Top of EXERCISE MATERIAL

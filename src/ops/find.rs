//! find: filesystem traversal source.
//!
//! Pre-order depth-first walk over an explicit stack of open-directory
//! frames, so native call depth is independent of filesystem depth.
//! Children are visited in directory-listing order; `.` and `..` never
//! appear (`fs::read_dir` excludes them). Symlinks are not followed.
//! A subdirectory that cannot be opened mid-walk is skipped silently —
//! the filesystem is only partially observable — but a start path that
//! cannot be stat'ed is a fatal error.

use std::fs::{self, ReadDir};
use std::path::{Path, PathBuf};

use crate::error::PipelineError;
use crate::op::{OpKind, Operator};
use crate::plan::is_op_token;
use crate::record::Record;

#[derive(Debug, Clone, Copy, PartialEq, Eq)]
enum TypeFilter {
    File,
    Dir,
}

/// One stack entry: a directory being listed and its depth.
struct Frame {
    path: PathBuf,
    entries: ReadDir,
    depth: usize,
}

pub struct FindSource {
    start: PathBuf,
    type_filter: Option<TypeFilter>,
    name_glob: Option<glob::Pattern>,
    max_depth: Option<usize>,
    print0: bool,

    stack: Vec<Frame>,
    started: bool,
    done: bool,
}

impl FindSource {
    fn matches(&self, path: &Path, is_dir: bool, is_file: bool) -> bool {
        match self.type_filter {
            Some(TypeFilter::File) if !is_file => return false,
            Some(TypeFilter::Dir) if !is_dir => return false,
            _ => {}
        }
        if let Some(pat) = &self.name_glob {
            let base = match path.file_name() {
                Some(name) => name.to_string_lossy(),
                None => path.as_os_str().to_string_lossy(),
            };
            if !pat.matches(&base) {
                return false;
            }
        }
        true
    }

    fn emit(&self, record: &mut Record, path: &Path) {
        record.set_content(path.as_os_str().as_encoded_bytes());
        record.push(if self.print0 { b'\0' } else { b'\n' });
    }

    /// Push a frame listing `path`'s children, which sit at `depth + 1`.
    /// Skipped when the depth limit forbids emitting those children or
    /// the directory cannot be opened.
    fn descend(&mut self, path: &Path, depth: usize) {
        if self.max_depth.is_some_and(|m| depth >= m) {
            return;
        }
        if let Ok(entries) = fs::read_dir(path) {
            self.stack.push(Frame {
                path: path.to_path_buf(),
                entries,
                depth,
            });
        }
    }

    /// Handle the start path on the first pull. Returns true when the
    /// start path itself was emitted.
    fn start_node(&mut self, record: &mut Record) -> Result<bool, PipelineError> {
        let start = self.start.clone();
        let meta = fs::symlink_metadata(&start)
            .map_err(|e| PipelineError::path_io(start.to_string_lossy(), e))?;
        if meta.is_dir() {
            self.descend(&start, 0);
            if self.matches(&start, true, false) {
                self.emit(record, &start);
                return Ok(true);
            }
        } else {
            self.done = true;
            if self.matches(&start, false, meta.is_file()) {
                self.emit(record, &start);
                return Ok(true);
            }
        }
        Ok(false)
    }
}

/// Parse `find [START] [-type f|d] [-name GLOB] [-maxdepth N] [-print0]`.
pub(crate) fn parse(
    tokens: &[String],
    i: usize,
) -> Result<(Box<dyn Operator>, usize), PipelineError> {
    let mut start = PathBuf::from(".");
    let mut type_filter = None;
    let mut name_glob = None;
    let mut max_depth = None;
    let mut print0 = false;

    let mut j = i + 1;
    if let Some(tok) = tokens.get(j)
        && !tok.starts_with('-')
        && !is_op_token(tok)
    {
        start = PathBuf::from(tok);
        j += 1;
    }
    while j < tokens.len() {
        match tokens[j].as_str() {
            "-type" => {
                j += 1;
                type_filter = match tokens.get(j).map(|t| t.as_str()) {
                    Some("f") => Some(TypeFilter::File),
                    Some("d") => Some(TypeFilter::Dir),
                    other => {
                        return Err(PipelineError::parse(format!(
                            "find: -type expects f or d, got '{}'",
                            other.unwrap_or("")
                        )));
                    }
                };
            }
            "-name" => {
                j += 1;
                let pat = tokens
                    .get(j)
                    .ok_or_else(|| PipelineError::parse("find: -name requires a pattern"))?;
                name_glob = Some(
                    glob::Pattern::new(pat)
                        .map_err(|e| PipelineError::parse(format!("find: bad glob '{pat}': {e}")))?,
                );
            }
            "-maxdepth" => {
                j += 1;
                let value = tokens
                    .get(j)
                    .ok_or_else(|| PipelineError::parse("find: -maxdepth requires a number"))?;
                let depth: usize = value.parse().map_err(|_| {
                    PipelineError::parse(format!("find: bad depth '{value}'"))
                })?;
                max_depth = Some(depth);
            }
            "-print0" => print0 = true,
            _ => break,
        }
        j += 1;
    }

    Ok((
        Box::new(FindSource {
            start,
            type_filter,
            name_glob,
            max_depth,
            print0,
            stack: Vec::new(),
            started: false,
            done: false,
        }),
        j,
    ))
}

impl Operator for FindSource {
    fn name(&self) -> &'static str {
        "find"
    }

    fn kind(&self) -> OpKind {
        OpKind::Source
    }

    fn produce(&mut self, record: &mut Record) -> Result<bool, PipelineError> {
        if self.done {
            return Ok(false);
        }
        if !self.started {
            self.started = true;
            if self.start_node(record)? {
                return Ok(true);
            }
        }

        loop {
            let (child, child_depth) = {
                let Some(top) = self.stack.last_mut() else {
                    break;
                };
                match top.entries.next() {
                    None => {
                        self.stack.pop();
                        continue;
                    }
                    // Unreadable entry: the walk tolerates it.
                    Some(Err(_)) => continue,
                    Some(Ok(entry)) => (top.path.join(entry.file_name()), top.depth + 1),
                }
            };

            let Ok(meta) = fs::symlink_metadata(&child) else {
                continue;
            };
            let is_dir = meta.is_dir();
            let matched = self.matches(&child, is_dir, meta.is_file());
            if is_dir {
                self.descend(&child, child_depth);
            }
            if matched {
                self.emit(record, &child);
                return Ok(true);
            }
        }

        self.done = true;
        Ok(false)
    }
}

Bottom of EXERCISE MATERIAL

__WHAT TO PRODUCE__.
Scan the lines above, and whenever one holds the string "opened", copy it.

__REPLY TO THE TASK__.
//! A subdirectory that cannot be opened mid-walk is skipped silently —
    /// the directory cannot be opened.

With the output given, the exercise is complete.